In this study patients who underwent fURS for renal stones less than 2cm were observed and the safety and efficacy of the procedure was evaluated.

Material and methods

This was a prospective observational study conducted in the Postgraduate Department of General Surgery, GMC Srinagar and a total of 73 patients were included in this study from 1st August 2020 to 31st July 2022. After taking proper approval from the institutional ethical committee and informed consent from the patients, the patients admitted with renal stones and fitting the inclusion criteria were taken as subjects. The information about the treatment was explained to the patient in the local language clearly till they understood. All patients were assessed by elaborate history taking and thorough clinical examination. NCCT KUB was done preoperatively to confirm the diagnosis besides other routine investigations. Preoperative stenting was done using 5F DJ stent for at least 2 weeks. fURS was performed in all patients using Holmium: YAG laser. After the procedure 3.5 Fr DJ stent was placed. Follow up was done after 1 week, 6 weeks & 6 months. After 6 weeks NCCT KUB was done. In patients with complete clearance or CIRF (4mm) , the stent was removed. If there was a residual stone a second sitting of RIRS was done.

Surgical Technique

All procedures were performed under General Anaesthesia in lithotomy position with i/v Meropenum used for surgical prophylaxis. Part preparation was done by 2% Chlorhexidine and 70% Alcohol. 17.5 Fr Cystoscope was used to remove previously placed DJ stent. Semirigid ureteroscopy (8-8.9 Fr) was done. 0.035” Straight tip hydrophilic guidewire was introduced into the pelvicalyceal system of intended side via ureteric orifice under C-arm guidance followed by 12/14Fr or 10/12 Fr Ureteral Access Sheath (UAS). 8.5 Fr Flex X^c flexible urteteroscope was introduced via UAS and stone was ablated by Holmium: YAG Laser by fragmentation (0.8J x 6Hz), Dusting (0.6J x 15Hz) and popcorning (1.2J x 15Hz). After ablation the ureteroscope and UAS was removed and 3.5Fr/26cm DJ stent was placed. Guidewire was removed and catheterization by Foley catheter was done which was connected to urobag.
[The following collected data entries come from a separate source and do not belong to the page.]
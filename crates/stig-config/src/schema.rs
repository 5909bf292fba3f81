// Copyright (c) 2024-2026 Martin Schröder <info@swedishembedded.com>
//
// SPDX-License-Identifier: Apache-2.0
use std::path::PathBuf;

use serde::{Deserialize, Serialize};

/// Serde default helper — returns `true`.
///
/// `#[serde(default)]` on a `bool` always falls back to `bool::default()`
/// (i.e. `false`), so fields that should be enabled unless explicitly turned
/// off need a named function.
fn default_true() -> bool {
    true
}

#[derive(Debug, Clone, Default, Serialize, Deserialize)]
pub struct Config {
    #[serde(default)]
    pub engine: EngineConfig,
    #[serde(default)]
    pub context: ContextConfig,
    #[serde(default)]
    pub auto_approval: AutoApprovalConfig,
    #[serde(default)]
    pub checkpoints: CheckpointConfig,
    #[serde(default)]
    pub storage: StorageConfig,
    #[serde(default)]
    pub focus_chain: FocusChainConfig,
}

fn default_max_mistakes() -> u32 {
    3
}
fn default_retry_attempts() -> u32 {
    3
}
fn default_retry_base_delay_ms() -> u64 {
    2_000
}
fn default_first_chunk_timeout_ms() -> u64 {
    30_000
}
fn default_ask_poll_interval_ms() -> u64 {
    100
}

/// Knobs for the task driver loop itself.
#[derive(Debug, Clone, Serialize, Deserialize)]
pub struct EngineConfig {
    /// Turns with no tool use before the engine asks the user whether to
    /// continue.  In yolo mode the same ceiling fails the task instead.
    #[serde(default = "default_max_mistakes")]
    pub max_consecutive_mistakes: u32,
    /// Fully autonomous mode: never raise interactive asks; the mistake
    /// ceiling terminates the task with an error say.
    #[serde(default)]
    pub yolo_mode: bool,
    /// Allow more than one tool call to execute within a single model turn.
    /// When the model family forces parallel calling, that wins over this
    /// setting.
    #[serde(default)]
    pub parallel_tool_calls: bool,
    /// Use the provider's structured tool-call protocol instead of parsing
    /// tool tags out of the text stream.  The two paths are mutually
    /// exclusive within a turn; this selects the path at request build time.
    #[serde(default)]
    pub native_tool_calling: bool,
    /// Automatic retries for a transient first-chunk failure.
    #[serde(default = "default_retry_attempts")]
    pub max_retry_attempts: u32,
    /// Base backoff delay; doubles per attempt (2 s, 4 s, 8 s with the
    /// default).  Configurable so tests can run in milliseconds.
    #[serde(default = "default_retry_base_delay_ms")]
    pub retry_base_delay_ms: u64,
    #[serde(default = "default_first_chunk_timeout_ms")]
    pub first_chunk_timeout_ms: u64,
    /// Per-invocation command timeout.  `None` means unbounded (the
    /// production default); the test profile sets 30 000.
    #[serde(default)]
    pub command_timeout_ms: Option<u64>,
    /// Fallback tick for the ask rendezvous and readiness waits.  The
    /// notify primitives wake immediately; this bounds the worst case.
    #[serde(default = "default_ask_poll_interval_ms")]
    pub ask_poll_interval_ms: u64,
}

impl Default for EngineConfig {
    fn default() -> Self {
        Self {
            max_consecutive_mistakes: default_max_mistakes(),
            yolo_mode: false,
            parallel_tool_calls: false,
            native_tool_calling: false,
            max_retry_attempts: default_retry_attempts(),
            retry_base_delay_ms: default_retry_base_delay_ms(),
            first_chunk_timeout_ms: default_first_chunk_timeout_ms(),
            command_timeout_ms: None,
            ask_poll_interval_ms: default_ask_poll_interval_ms(),
        }
    }
}

fn default_compact_threshold() -> f32 {
    0.75
}
fn default_guard_band_tokens() -> usize {
    27_000
}
fn default_min_active_messages() -> usize {
    3
}

/// Context-window management knobs.
#[derive(Debug, Clone, Serialize, Deserialize)]
pub struct ContextConfig {
    /// Summarise older history automatically instead of hard-truncating.
    #[serde(default = "default_true")]
    pub auto_condense: bool,
    /// Fraction of the usable window at which compaction triggers.
    #[serde(default = "default_compact_threshold")]
    pub compact_threshold_fraction: f32,
    /// Reserved headroom subtracted from the raw context window before the
    /// threshold is applied, so compaction fires before the hard ceiling.
    #[serde(default = "default_guard_band_tokens")]
    pub guard_band_tokens: usize,
    /// Refuse to compact when fewer active messages than this would remain;
    /// the state is surfaced to the user for manual intervention instead.
    #[serde(default = "default_min_active_messages")]
    pub min_active_messages: usize,
}

impl Default for ContextConfig {
    fn default() -> Self {
        Self {
            auto_condense: true,
            compact_threshold_fraction: default_compact_threshold(),
            guard_band_tokens: default_guard_band_tokens(),
            min_active_messages: default_min_active_messages(),
        }
    }
}

fn default_max_auto_requests() -> u32 {
    20
}

/// Which tool classes may run without an interactive approval, and how many
/// consecutive auto-approved requests are allowed before the engine checks in
/// with the user.
#[derive(Debug, Clone, Serialize, Deserialize)]
pub struct AutoApprovalConfig {
    #[serde(default)]
    pub enabled: bool,
    /// Ceiling for consecutive auto-approved requests; reaching it raises an
    /// ask and, on approval, resets the counter.
    #[serde(default = "default_max_auto_requests")]
    pub max_requests: u32,
    #[serde(default = "default_true")]
    pub read_files: bool,
    #[serde(default)]
    pub edit_files: bool,
    #[serde(default)]
    pub execute_safe_commands: bool,
    #[serde(default)]
    pub use_browser: bool,
    #[serde(default)]
    pub use_mcp: bool,
}

impl Default for AutoApprovalConfig {
    fn default() -> Self {
        Self {
            enabled: false,
            max_requests: default_max_auto_requests(),
            read_files: true,
            edit_files: false,
            execute_safe_commands: false,
            use_browser: false,
            use_mcp: false,
        }
    }
}

fn default_checkpoint_init_timeout_ms() -> u64 {
    15_000
}

#[derive(Debug, Clone, Serialize, Deserialize)]
pub struct CheckpointConfig {
    #[serde(default = "default_true")]
    pub enabled: bool,
    /// Cap on how long the first-turn checkpoint initialisation may take
    /// before checkpoints are disabled for the task.
    #[serde(default = "default_checkpoint_init_timeout_ms")]
    pub init_timeout_ms: u64,
}

impl Default for CheckpointConfig {
    fn default() -> Self {
        Self {
            enabled: true,
            init_timeout_ms: default_checkpoint_init_timeout_ms(),
        }
    }
}

/// Where per-task state (message log, transcript, lock file) lives.
#[derive(Debug, Clone, Default, Serialize, Deserialize)]
pub struct StorageConfig {
    /// Root directory for task directories.  Defaults to
    /// `$XDG_DATA_HOME/stig/tasks` when unset.  Supports `~` expansion.
    #[serde(default)]
    pub tasks_dir: Option<String>,
}

impl StorageConfig {
    /// Resolve the tasks root, applying shell expansion and the XDG default.
    pub fn resolved_tasks_dir(&self) -> PathBuf {
        match &self.tasks_dir {
            Some(raw) => PathBuf::from(shellexpand::tilde(raw).to_string()),
            None => dirs::data_dir()
                .unwrap_or_else(|| {
                    dirs::home_dir()
                        .unwrap_or_else(|| PathBuf::from("."))
                        .join(".local")
                        .join("share")
                })
                .join("stig")
                .join("tasks"),
        }
    }
}

fn default_remind_interval_turns() -> u32 {
    6
}

/// The optional user-editable todo list the engine watches and feeds back
/// into each turn.
#[derive(Debug, Clone, Serialize, Deserialize)]
pub struct FocusChainConfig {
    #[serde(default)]
    pub enabled: bool,
    /// Remind the model to update the list after this many turns without an
    /// update.
    #[serde(default = "default_remind_interval_turns")]
    pub remind_interval_turns: u32,
}

impl Default for FocusChainConfig {
    fn default() -> Self {
        Self {
            enabled: false,
            remind_interval_turns: default_remind_interval_turns(),
        }
    }
}

// ─── Unit tests ──────────────────────────────────────────────────────────────

#[cfg(test)]
mod tests {
    use super::*;

    #[test]
    fn default_config_has_interactive_mistake_ceiling() {
        let c = Config::default();
        assert_eq!(c.engine.max_consecutive_mistakes, 3);
        assert!(!c.engine.yolo_mode);
    }

    #[test]
    fn default_backoff_is_two_seconds_doubling() {
        let c = EngineConfig::default();
        assert_eq!(c.retry_base_delay_ms, 2_000);
        assert_eq!(c.max_retry_attempts, 3);
    }

    #[test]
    fn default_context_threshold_is_three_quarters() {
        let c = ContextConfig::default();
        assert!((c.compact_threshold_fraction - 0.75).abs() < f32::EPSILON);
        assert!(c.auto_condense);
    }

    #[test]
    fn empty_yaml_parses_to_defaults() {
        let c: Config = serde_yaml::from_str("{}").unwrap();
        assert_eq!(c.auto_approval.max_requests, 20);
        assert!(c.checkpoints.enabled);
    }

    #[test]
    fn partial_yaml_overrides_only_named_fields() {
        let yaml = "engine:\n  yolo_mode: true\n  retry_base_delay_ms: 10\n";
        let c: Config = serde_yaml::from_str(yaml).unwrap();
        assert!(c.engine.yolo_mode);
        assert_eq!(c.engine.retry_base_delay_ms, 10);
        // Untouched fields keep their defaults.
        assert_eq!(c.engine.max_consecutive_mistakes, 3);
    }

    #[test]
    fn auto_approval_defaults_allow_only_reads() {
        let a = AutoApprovalConfig::default();
        assert!(a.read_files);
        assert!(!a.edit_files);
        assert!(!a.execute_safe_commands);
    }

    #[test]
    fn storage_dir_tilde_expands() {
        let s = StorageConfig {
            tasks_dir: Some("~/stig-tasks".into()),
        };
        let p = s.resolved_tasks_dir();
        assert!(!p.to_string_lossy().contains('~'));
    }

    #[test]
    fn config_round_trips_through_yaml() {
        let c = Config::default();
        let yaml = serde_yaml::to_string(&c).unwrap();
        let back: Config = serde_yaml::from_str(&yaml).unwrap();
        assert_eq!(
            back.engine.max_retry_attempts,
            c.engine.max_retry_attempts
        );
        assert_eq!(back.context.guard_band_tokens, c.context.guard_band_tokens);
    }
}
30 year old male with 11 mm calculus in Right renal pelvis

    5F /26cm DJ stent placed                              NCCT KUB 6weeks postoperatively

     2 weeks preoperatively                                       shows complete clearance

Fragmentation (0.8J x 6Hz)

Dusting (0.6J x 15Hz)

Popcorning (1.5J x 15Hz)

Figure no 2. Laser settings used – Holmium : YAG Laser

Results

A total of 73 patients were taken for the study. 48 (66%) of the patients in our study were males and 25 (34%) were females. The patients ranged from 10 to 78 years of age with the majority belonging to 21 -30 years age group (27, 36%). The mean age in our study was 37.5 years.

Majority (62, 85%) of the patients in our study presented as flank pain followed by dysuria (8, 11%) as the chief complaint.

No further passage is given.